The warmth moved through me before I could stop it.
He planned this. Not this morning, not in the last hour - planned it, arranged it, had someone bring a boat and a basket to the river in the early morning hours of a day he couldn’t have been certain would unfold this way.
He had thought about it.
He had thought about me.
Don’t forget, Agnes said, in my head.
I’m not forgetting, I answered her, silently. I’m just - I’m looking at a boat.
He turned and offered me his hand.
I looked at his hand.
I thought about all of it - everything I had decided, everything I was still deciding, the clean ledger I had arrived with and the cracks that had developed in it and the fact that the cracks kept growing no matter how carefully I maintained the wall.
I took his hand.
His grip was steady. He simply held my hand and walked me down the bank and steadied the boat while I stepped in, his other hand light at my elbow as I settled onto the seat.
I arranged my skirt.
I looked at the basket.
"You considered food," I said.
"I considered that skipping breakfast would be a poor beginning," he said, settling opposite me, taking the oars with ease.
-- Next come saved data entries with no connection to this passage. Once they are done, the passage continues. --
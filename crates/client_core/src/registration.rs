use std::sync::Arc;

use shared::{domain::User, error::ClientError, protocol::PairingRecord};
use tokio::sync::{broadcast, Mutex};
use tracing::warn;

use crate::{
    resolver::{resolve_today_pair, TodayPair},
    ClientEvent, Clock, DirectoryClient, PairingClient, SessionManager,
};

#[derive(Default)]
struct FlowState {
    selection: Option<User>,
    today_pair: Option<PairingRecord>,
}

/// Orchestrates candidate selection and submission. The gate derived from
/// history decides whether a submission is attempted at all; the pairing
/// service remains authoritative for the daily invariant, so a stale gate
/// can only produce a rejected duplicate, never a second record.
pub struct RegistrationFlow {
    directory: DirectoryClient,
    pairing: PairingClient,
    session: Arc<SessionManager>,
    clock: Arc<dyn Clock>,
    inner: Mutex<FlowState>,
    events: broadcast::Sender<ClientEvent>,
}

impl RegistrationFlow {
    pub fn new(
        directory: DirectoryClient,
        pairing: PairingClient,
        session: Arc<SessionManager>,
        clock: Arc<dyn Clock>,
        events: broadcast::Sender<ClientEvent>,
    ) -> Self {
        Self {
            directory,
            pairing,
            session,
            clock,
            inner: Mutex::new(FlowState::default()),
            events,
        }
    }

    /// The roster minus the caller. Only genuinely empty when the directory
    /// contains nobody but the caller.
    pub async fn available_partners(&self) -> Result<Vec<User>, ClientError> {
        let me = self.session.current_user().await?;
        let roster = self.directory.list_users().await?;
        Ok(roster.into_iter().filter(|user| user.id != me.id).collect())
    }

    pub async fn select(&self, partner: User) {
        self.inner.lock().await.selection = Some(partner);
    }

    pub async fn clear_selection(&self) {
        self.inner.lock().await.selection = None;
    }

    pub async fn selection(&self) -> Option<User> {
        self.inner.lock().await.selection.clone()
    }

    pub async fn today_pair(&self) -> Option<PairingRecord> {
        self.inner.lock().await.today_pair.clone()
    }

    /// Re-derives the gate from a fresh history fetch. An upstream
    /// uniqueness violation is surfaced on the event channel and returned to
    /// the caller, never swallowed.
    pub async fn refresh_gate(&self) -> Result<TodayPair, ClientError> {
        let epoch = self.session.epoch();
        let history = self.pairing.list_history().await?;
        if self.session.epoch() != epoch {
            // The session ended while the fetch was in flight; this result
            // belongs to the old session and must not land in the new one.
            return Err(ClientError::Unauthorized);
        }

        let resolved = resolve_today_pair(&history, self.clock.today());
        self.inner.lock().await.today_pair = resolved.record.clone();
        if let Some(violation) = &resolved.violation {
            warn!("today-pair resolution anomaly: {violation}");
            let _ = self.events.send(ClientEvent::Error(
                ClientError::ConsistencyViolation(violation.clone()).to_string(),
            ));
        }
        let _ = self.events.send(ClientEvent::GateResolved {
            today_pair: resolved.record.clone(),
        });
        Ok(resolved)
    }

    /// Submits the current selection. Rejected without a network call when
    /// the gate already shows a pair for today or nothing is selected. On
    /// success the selection is cleared, history is re-fetched so the gate
    /// reflects the server's view, and `PairingCreated` is published. On
    /// failure the selection survives for a retry.
    pub async fn submit(&self) -> Result<PairingRecord, ClientError> {
        let partner = {
            let guard = self.inner.lock().await;
            if guard.today_pair.is_some() {
                return Err(ClientError::DuplicateForToday);
            }
            guard
                .selection
                .clone()
                .ok_or_else(|| ClientError::InvalidPartner("no partner selected".to_string()))?
        };

        let record = self.pairing.create_pairing(&partner).await?;

        {
            let mut guard = self.inner.lock().await;
            guard.selection = None;
            guard.today_pair = Some(record.clone());
        }

        // The locally stored record closes the gate immediately; the
        // re-fetch below reconciles it with the server before anything else
        // trusts the gate again.
        if let Err(err) = self.refresh_gate().await {
            let _ = self.events.send(ClientEvent::Error(format!(
                "pairing registered but gate refresh failed: {err}"
            )));
        }

        let _ = self.events.send(ClientEvent::PairingCreated {
            record: record.clone(),
        });

        Ok(record)
    }
}
use std::sync::Arc;

use shared::{domain::User, error::ClientError};

use crate::{AuthDirectoryService, SessionManager};

/// Roster and identity lookups against the directory service, scoped to the
/// current session's token.
#[derive(Clone)]
pub struct DirectoryClient {
    service: Arc<dyn AuthDirectoryService>,
    session: Arc<SessionManager>,
}

impl DirectoryClient {
    pub fn new(service: Arc<dyn AuthDirectoryService>, session: Arc<SessionManager>) -> Self {
        Self { service, session }
    }

    pub async fn list_users(&self) -> Result<Vec<User>, ClientError> {
        let token = self.session.current_token().await?;
        let result = self.service.list_users(&token).await;
        self.session.absorb(result).await
    }

    pub async fn current_user(&self) -> Result<User, ClientError> {
        let token = self.session.current_token().await?;
        let result = self.service.resolve_identity(&token).await;
        self.session.absorb(result).await
    }

    /// Today's unpaired set as computed by the pairing service. The client
    /// never recomputes this from raw history; the server's clock is the
    /// only "today" that counts for the roster.
    pub async fn list_unpaired(&self) -> Result<Vec<User>, ClientError> {
        let token = self.session.current_token().await?;
        let result = self.service.list_unpaired(&token).await;
        self.session.absorb(result).await
    }
}
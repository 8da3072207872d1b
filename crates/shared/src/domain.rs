use serde::{Deserialize, Serialize};

macro_rules! id_newtype {
    ($name:ident) => {
        #[derive(Debug, Clone, Copy, PartialEq, Eq, Hash, Serialize, Deserialize)]
        pub struct $name(pub i64);
    };
}

id_newtype!(UserId);
id_newtype!(PairingId);

/// Directory identity record. Owned and mutated only by the directory
/// service; the client treats it as immutable.
#[derive(Debug, Clone, PartialEq, Eq, Serialize, Deserialize)]
pub struct User {
    pub id: UserId,
    pub name: String,
    pub email: String,
}
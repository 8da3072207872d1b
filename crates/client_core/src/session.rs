use std::sync::{
    atomic::{AtomicU64, Ordering},
    Arc,
};

use shared::{domain::User, error::ClientError};
use tokio::sync::{broadcast, Mutex};
use tracing::{info, warn};

use crate::{AuthDirectoryService, ClientEvent, CredentialStore, SessionEndReason};

/// Resolved identity plus the bearer credential proving it. A snapshot only
/// exists while both halves are valid together.
#[derive(Debug, Clone, PartialEq, Eq)]
pub struct SessionSnapshot {
    pub user: User,
    pub token: String,
}

#[derive(Debug, Clone, PartialEq, Eq)]
pub enum SessionState {
    Anonymous,
    Authenticated(SessionSnapshot),
}

impl SessionState {
    pub fn is_authenticated(&self) -> bool {
        matches!(self, Self::Authenticated(_))
    }
}

/// Owns the authenticated identity and its lifecycle. All other components
/// read identity and token through this manager, and every `Unauthorized`
/// observed anywhere in the core is routed back here (`absorb`) so teardown
/// happens in exactly one place.
pub struct SessionManager {
    auth: Arc<dyn AuthDirectoryService>,
    credentials: Arc<dyn CredentialStore>,
    inner: Mutex<SessionState>,
    epoch: AtomicU64,
    events: broadcast::Sender<ClientEvent>,
}

impl SessionManager {
    pub fn new(
        auth: Arc<dyn AuthDirectoryService>,
        credentials: Arc<dyn CredentialStore>,
        events: broadcast::Sender<ClientEvent>,
    ) -> Arc<Self> {
        Arc::new(Self {
            auth,
            credentials,
            inner: Mutex::new(SessionState::Anonymous),
            epoch: AtomicU64::new(0),
            events,
        })
    }

    /// Monotonic counter bumped on every teardown. A result fetched under an
    /// older epoch must be discarded instead of applied to the current
    /// session's state.
    pub fn epoch(&self) -> u64 {
        self.epoch.load(Ordering::SeqCst)
    }

    pub async fn state(&self) -> SessionState {
        self.inner.lock().await.clone()
    }

    pub async fn current_token(&self) -> Result<String, ClientError> {
        match &*self.inner.lock().await {
            SessionState::Authenticated(snapshot) => Ok(snapshot.token.clone()),
            SessionState::Anonymous => Err(ClientError::Unauthorized),
        }
    }

    pub async fn current_user(&self) -> Result<User, ClientError> {
        match &*self.inner.lock().await {
            SessionState::Authenticated(snapshot) => Ok(snapshot.user.clone()),
            SessionState::Anonymous => Err(ClientError::Unauthorized),
        }
    }

    /// Rebuilds the session from the persisted credential, if any. Never
    /// fails: any resolution failure degrades to `Anonymous` and drops the
    /// stored token.
    pub async fn restore(&self) -> SessionState {
        let stored = match self.credentials.load_token().await {
            Ok(stored) => stored,
            Err(err) => {
                warn!("failed to read persisted credential: {err:#}");
                None
            }
        };
        let Some(token) = stored else {
            return SessionState::Anonymous;
        };

        match self.auth.resolve_identity(&token).await {
            Ok(user) => {
                let snapshot = SessionSnapshot {
                    user: user.clone(),
                    token,
                };
                *self.inner.lock().await = SessionState::Authenticated(snapshot.clone());
                info!(user_id = user.id.0, "session restored from persisted credential");
                let _ = self.events.send(ClientEvent::SessionEstablished { user });
                SessionState::Authenticated(snapshot)
            }
            Err(err) => {
                info!("persisted credential no longer usable, dropping it: {err}");
                if let Err(store_err) = self.credentials.clear_token().await {
                    warn!("failed to clear persisted credential: {store_err:#}");
                }
                *self.inner.lock().await = SessionState::Anonymous;
                SessionState::Anonymous
            }
        }
    }

    pub async fn login(&self, email: &str, password: &str) -> Result<User, ClientError> {
        let token = self.auth.authenticate(email, password).await?;
        self.establish(token).await
    }

    /// Creates a directory account and continues as a successful login.
    pub async fn register_account(
        &self,
        name: &str,
        email: &str,
        password: &str,
    ) -> Result<User, ClientError> {
        let token = self.auth.register_account(name, email, password).await?;
        self.establish(token).await
    }

    async fn establish(&self, token: String) -> Result<User, ClientError> {
        if let Err(err) = self.credentials.store_token(&token).await {
            warn!("failed to persist credential: {err:#}");
        }
        match self.auth.resolve_identity(&token).await {
            Ok(user) => {
                *self.inner.lock().await = SessionState::Authenticated(SessionSnapshot {
                    user: user.clone(),
                    token,
                });
                info!(user_id = user.id.0, "session established");
                let _ = self
                    .events
                    .send(ClientEvent::SessionEstablished { user: user.clone() });
                Ok(user)
            }
            Err(err) => {
                // The token was issued but the identity behind it could not
                // be resolved; no half-open session may survive this.
                self.teardown(SessionEndReason::TokenRejected).await;
                Err(err)
            }
        }
    }

    /// Clears credential and identity unconditionally; never fails.
    pub async fn logout(&self) {
        self.teardown(SessionEndReason::Logout).await;
    }

    /// Central `Unauthorized` policy: components pass every authenticated
    /// call result through here instead of tearing session state down
    /// themselves.
    pub async fn absorb<T>(&self, result: Result<T, ClientError>) -> Result<T, ClientError> {
        if let Err(err) = &result {
            if err.is_unauthorized() {
                self.teardown(SessionEndReason::TokenRejected).await;
            }
        }
        result
    }

    async fn teardown(&self, reason: SessionEndReason) {
        let was_authenticated = {
            let mut guard = self.inner.lock().await;
            let was = guard.is_authenticated();
            *guard = SessionState::Anonymous;
            was
        };
        self.epoch.fetch_add(1, Ordering::SeqCst);
        if let Err(err) = self.credentials.clear_token().await {
            warn!("failed to clear persisted credential: {err:#}");
        }
        if was_authenticated {
            info!(?reason, "session ended");
            let _ = self.events.send(ClientEvent::SessionEnded { reason });
        }
    }
}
"I was going to ask about breakfast," I admitted. "Earlier, when you asked me to follow you. But I didn’t want to seem..."
"Hungry?"
"Focused on food."
The corner of his mouth moved.
"You can be focused on food," he said. "I won’t hold it against you. Infact, I love watching you eat."
I tried not to blush as I kept a straight face.
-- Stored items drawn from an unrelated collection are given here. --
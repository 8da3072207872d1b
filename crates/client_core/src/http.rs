use async_trait::async_trait;
use reqwest::{Client, StatusCode};
use serde::de::DeserializeOwned;
use shared::{
    domain::{User, UserId},
    error::{ClientError, ErrorDetail},
    protocol::{
        CreatePairingRequest, LoginRequest, PairingRecord, RegisterAccountRequest, StoredPair,
        TokenResponse,
    },
};
use url::Url;

/// Shared request plumbing for both HTTP service bindings.
#[derive(Clone, Debug)]
struct HttpBase {
    http: Client,
    base_url: String,
}

impl HttpBase {
    fn new(base_url: &str) -> Result<Self, ClientError> {
        let parsed = Url::parse(base_url).map_err(|err| {
            ClientError::Unreachable(format!("invalid server url '{base_url}': {err}"))
        })?;
        if parsed.scheme() != "http" && parsed.scheme() != "https" {
            return Err(ClientError::Unreachable(format!(
                "server url must be http or https, got '{base_url}'"
            )));
        }
        Ok(Self {
            http: Client::new(),
            base_url: base_url.trim_end_matches('/').to_string(),
        })
    }

    fn endpoint(&self, path: &str) -> String {
        format!("{}{path}", self.base_url)
    }

    async fn get_authed<T: DeserializeOwned>(
        &self,
        path: &str,
        token: &str,
    ) -> Result<T, ClientError> {
        let response = self
            .http
            .get(self.endpoint(path))
            .bearer_auth(token)
            .send()
            .await
            .map_err(transport_error)?;
        match response.status() {
            status if status.is_success() => response.json().await.map_err(transport_error),
            StatusCode::UNAUTHORIZED => Err(ClientError::Unauthorized),
            status => Err(unexpected_status(status, read_detail(response).await)),
        }
    }
}

fn transport_error(err: reqwest::Error) -> ClientError {
    ClientError::Unreachable(err.to_string())
}

fn unexpected_status(status: StatusCode, detail: String) -> ClientError {
    // The core only distinguishes failed from succeeded; statuses outside
    // the taxonomy collapse into the transport bucket with their detail.
    ClientError::Unreachable(format!("unexpected status {status}: {detail}"))
}

async fn read_detail(response: reqwest::Response) -> String {
    match response.json::<ErrorDetail>().await {
        Ok(body) => body.detail,
        Err(_) => "request rejected by server".to_string(),
    }
}

fn classify_pairing_rejection(detail: String) -> ClientError {
    if detail.to_ascii_lowercase().contains("you have already paired") {
        ClientError::DuplicateForToday
    } else {
        ClientError::InvalidPartner(detail)
    }
}

/// Authentication & Directory Service over HTTP.
#[derive(Clone, Debug)]
pub struct HttpAuthDirectoryService {
    base: HttpBase,
}

impl HttpAuthDirectoryService {
    pub fn new(base_url: &str) -> Result<Self, ClientError> {
        Ok(Self {
            base: HttpBase::new(base_url)?,
        })
    }

    /// Unauthenticated liveness probe, for telling "server up, credentials
    /// bad" apart from "server unreachable".
    pub async fn health(&self) -> Result<(), ClientError> {
        let response = self
            .base
            .http
            .get(self.base.endpoint("/healthz"))
            .send()
            .await
            .map_err(transport_error)?;
        if response.status().is_success() {
            Ok(())
        } else {
            Err(ClientError::Unreachable(format!(
                "health check returned {}",
                response.status()
            )))
        }
    }
}

#[async_trait]
impl crate::AuthDirectoryService for HttpAuthDirectoryService {
    async fn authenticate(&self, email: &str, password: &str) -> Result<String, ClientError> {
        let response = self
            .base
            .http
            .post(self.base.endpoint("/api/login"))
            .json(&LoginRequest {
                email: email.to_string(),
                password: password.to_string(),
            })
            .send()
            .await
            .map_err(transport_error)?;
        match response.status() {
            status if status.is_success() => {
                let body: TokenResponse = response.json().await.map_err(transport_error)?;
                Ok(body.access_token)
            }
            StatusCode::UNAUTHORIZED => {
                Err(ClientError::InvalidCredentials(read_detail(response).await))
            }
            status => Err(unexpected_status(status, read_detail(response).await)),
        }
    }

    async fn register_account(
        &self,
        name: &str,
        email: &str,
        password: &str,
    ) -> Result<String, ClientError> {
        let response = self
            .base
            .http
            .post(self.base.endpoint("/api/register"))
            .json(&RegisterAccountRequest {
                name: name.to_string(),
                email: email.to_string(),
                password: password.to_string(),
            })
            .send()
            .await
            .map_err(transport_error)?;
        match response.status() {
            status if status.is_success() => {
                let body: TokenResponse = response.json().await.map_err(transport_error)?;
                Ok(body.access_token)
            }
            StatusCode::BAD_REQUEST | StatusCode::UNAUTHORIZED => {
                Err(ClientError::InvalidCredentials(read_detail(response).await))
            }
            status => Err(unexpected_status(status, read_detail(response).await)),
        }
    }

    async fn resolve_identity(&self, token: &str) -> Result<User, ClientError> {
        self.base.get_authed("/api/users/me", token).await
    }

    async fn list_users(&self, token: &str) -> Result<Vec<User>, ClientError> {
        self.base.get_authed("/api/users", token).await
    }

    async fn list_unpaired(&self, token: &str) -> Result<Vec<User>, ClientError> {
        self.base.get_authed("/api/users/unpaired", token).await
    }
}

/// Pairing Record Service over HTTP.
#[derive(Clone)]
pub struct HttpPairingRecordService {
    base: HttpBase,
}

impl HttpPairingRecordService {
    pub fn new(base_url: &str) -> Result<Self, ClientError> {
        Ok(Self {
            base: HttpBase::new(base_url)?,
        })
    }
}

#[async_trait]
impl crate::PairingRecordService for HttpPairingRecordService {
    async fn list_weekly_history(&self, token: &str) -> Result<Vec<PairingRecord>, ClientError> {
        self.base.get_authed("/api/pairs/history", token).await
    }

    async fn create_pairing(
        &self,
        token: &str,
        partner_id: UserId,
    ) -> Result<StoredPair, ClientError> {
        let response = self
            .base
            .http
            .post(self.base.endpoint("/api/pairs"))
            .bearer_auth(token)
            .json(&CreatePairingRequest { partner_id })
            .send()
            .await
            .map_err(transport_error)?;
        match response.status() {
            status if status.is_success() => response.json().await.map_err(transport_error),
            StatusCode::UNAUTHORIZED => Err(ClientError::Unauthorized),
            StatusCode::BAD_REQUEST | StatusCode::NOT_FOUND => {
                Err(classify_pairing_rejection(read_detail(response).await))
            }
            status => Err(unexpected_status(status, read_detail(response).await)),
        }
    }
}

#[cfg(test)]
#[path = "tests/http_tests.rs"]
mod tests;
use serde::{Deserialize, Serialize};
use thiserror::Error;

/// Failure taxonomy shared by every component. `Unauthorized` forces a
/// session teardown through the session manager; everything else surfaces to
/// the flow that triggered it.
#[derive(Debug, Clone, PartialEq, Eq, Error)]
pub enum ClientError {
    #[error("could not reach server: {0}")]
    Unreachable(String),
    #[error("session token rejected by server")]
    Unauthorized,
    #[error("login rejected: {0}")]
    InvalidCredentials(String),
    #[error("invalid partner: {0}")]
    InvalidPartner(String),
    #[error("a pairing is already registered for today")]
    DuplicateForToday,
    #[error("daily pairing uniqueness violated upstream: {0}")]
    ConsistencyViolation(String),
}

impl ClientError {
    pub fn is_unauthorized(&self) -> bool {
        matches!(self, Self::Unauthorized)
    }
}

/// Rejection body served by the HTTP services.
#[derive(Debug, Clone, Serialize, Deserialize)]
pub struct ErrorDetail {
    pub detail: String,
}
The boat moved out from the bank, the current catching it gently, the morning spreading itself over the water in long gold panels.
I sat across from Terrell - my husband, my family’s murderer, the man who had saved my life countless times, the man who had planned a boat and a basket and had offered me his hand and whose face I had been refusing to look at directly for days - and the river carried us, and the castle grew smaller behind us, and ahead there was only water and the early morning brightness.
I opened the basket.
There was bread, still warm. Cheese, fruit, two cups and a bottle of something that was either wine or juice and turned out, when I poured it, to be both - some mixture, sweet and slightly tart, that I had not had before and turned out to be exactly right for a morning on a river.
I handed him a cup.
He took it.
We sat on the water in the morning light and I thought about Agnes riding away with Merrick and the soldiers and the trader, and I thought about her voice in my ear before dawn.
I thought about all of it.
And then I took a piece of bread from the basket and ate it, because the morning was beautiful and the water was calm and I was, despite everything, despite Agnes haunting words, actually hungry.